Should a line below contain the word "Closed", report it.

═══ Records shown

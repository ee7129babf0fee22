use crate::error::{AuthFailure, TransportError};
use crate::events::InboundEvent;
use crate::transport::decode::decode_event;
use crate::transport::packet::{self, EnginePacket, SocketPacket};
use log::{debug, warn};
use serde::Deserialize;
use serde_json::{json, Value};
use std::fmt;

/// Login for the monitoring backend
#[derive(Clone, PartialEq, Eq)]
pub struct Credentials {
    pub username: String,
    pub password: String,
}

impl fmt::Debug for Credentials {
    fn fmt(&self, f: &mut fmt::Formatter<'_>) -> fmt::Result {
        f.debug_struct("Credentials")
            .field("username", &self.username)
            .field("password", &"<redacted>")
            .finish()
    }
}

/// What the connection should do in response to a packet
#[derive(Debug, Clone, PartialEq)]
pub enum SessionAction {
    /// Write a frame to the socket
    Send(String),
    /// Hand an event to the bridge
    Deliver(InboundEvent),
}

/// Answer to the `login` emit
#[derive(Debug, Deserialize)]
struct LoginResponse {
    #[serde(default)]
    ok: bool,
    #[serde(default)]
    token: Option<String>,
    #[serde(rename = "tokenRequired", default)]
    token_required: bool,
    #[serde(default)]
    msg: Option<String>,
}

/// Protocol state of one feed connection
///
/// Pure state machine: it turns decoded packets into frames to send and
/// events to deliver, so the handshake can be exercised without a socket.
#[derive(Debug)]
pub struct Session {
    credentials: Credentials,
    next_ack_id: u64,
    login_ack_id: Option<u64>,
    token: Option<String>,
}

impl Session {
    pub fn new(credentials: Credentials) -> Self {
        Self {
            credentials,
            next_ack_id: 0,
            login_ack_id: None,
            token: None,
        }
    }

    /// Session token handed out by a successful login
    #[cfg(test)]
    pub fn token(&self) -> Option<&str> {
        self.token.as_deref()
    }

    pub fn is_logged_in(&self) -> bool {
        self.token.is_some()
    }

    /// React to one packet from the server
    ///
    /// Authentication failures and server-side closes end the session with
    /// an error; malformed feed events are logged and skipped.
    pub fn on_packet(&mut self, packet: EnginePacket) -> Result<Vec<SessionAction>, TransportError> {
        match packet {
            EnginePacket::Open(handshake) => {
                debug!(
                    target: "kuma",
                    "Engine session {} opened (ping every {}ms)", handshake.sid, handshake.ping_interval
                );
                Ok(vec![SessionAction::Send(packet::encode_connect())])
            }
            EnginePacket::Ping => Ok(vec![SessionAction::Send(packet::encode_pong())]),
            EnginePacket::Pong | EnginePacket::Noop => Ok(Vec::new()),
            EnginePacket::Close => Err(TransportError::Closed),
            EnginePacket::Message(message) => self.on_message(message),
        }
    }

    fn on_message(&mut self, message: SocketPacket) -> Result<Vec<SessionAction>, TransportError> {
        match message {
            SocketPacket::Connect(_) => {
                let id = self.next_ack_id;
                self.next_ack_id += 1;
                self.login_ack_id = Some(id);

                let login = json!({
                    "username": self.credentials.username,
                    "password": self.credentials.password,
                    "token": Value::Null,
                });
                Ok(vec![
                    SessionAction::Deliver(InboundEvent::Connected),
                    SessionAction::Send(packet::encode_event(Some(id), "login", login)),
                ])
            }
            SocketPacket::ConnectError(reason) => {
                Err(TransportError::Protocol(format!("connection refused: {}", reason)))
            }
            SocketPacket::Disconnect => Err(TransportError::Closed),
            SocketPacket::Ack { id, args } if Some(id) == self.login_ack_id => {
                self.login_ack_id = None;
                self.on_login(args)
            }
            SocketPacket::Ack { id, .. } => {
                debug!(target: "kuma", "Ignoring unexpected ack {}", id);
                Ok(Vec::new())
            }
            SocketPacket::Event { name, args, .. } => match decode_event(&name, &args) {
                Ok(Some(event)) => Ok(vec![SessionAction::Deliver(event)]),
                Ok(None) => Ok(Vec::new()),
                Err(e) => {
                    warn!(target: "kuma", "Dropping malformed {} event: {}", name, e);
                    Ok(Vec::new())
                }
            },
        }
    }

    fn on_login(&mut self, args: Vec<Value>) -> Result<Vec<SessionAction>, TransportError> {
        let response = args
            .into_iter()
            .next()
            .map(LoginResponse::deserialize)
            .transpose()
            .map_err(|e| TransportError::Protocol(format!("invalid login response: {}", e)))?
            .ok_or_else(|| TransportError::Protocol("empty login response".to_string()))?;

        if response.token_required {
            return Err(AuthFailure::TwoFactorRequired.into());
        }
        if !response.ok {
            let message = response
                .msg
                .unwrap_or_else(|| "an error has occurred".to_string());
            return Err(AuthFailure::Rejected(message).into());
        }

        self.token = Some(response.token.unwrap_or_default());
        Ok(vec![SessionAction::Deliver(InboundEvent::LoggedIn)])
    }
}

══════
═══ Records shown

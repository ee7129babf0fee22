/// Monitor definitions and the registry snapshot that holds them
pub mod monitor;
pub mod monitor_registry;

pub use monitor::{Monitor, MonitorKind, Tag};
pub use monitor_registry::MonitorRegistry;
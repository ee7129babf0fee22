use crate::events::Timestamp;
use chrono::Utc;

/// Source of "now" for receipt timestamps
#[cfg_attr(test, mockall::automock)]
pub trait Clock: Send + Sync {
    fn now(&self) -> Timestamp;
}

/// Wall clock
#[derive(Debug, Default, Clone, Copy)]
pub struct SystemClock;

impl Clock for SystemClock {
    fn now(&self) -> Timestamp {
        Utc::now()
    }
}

══════

- [Task response]
            EnginePacket::Close => Err(TransportError::Closed),
            SocketPacket::Disconnect => Err(TransportError::Closed),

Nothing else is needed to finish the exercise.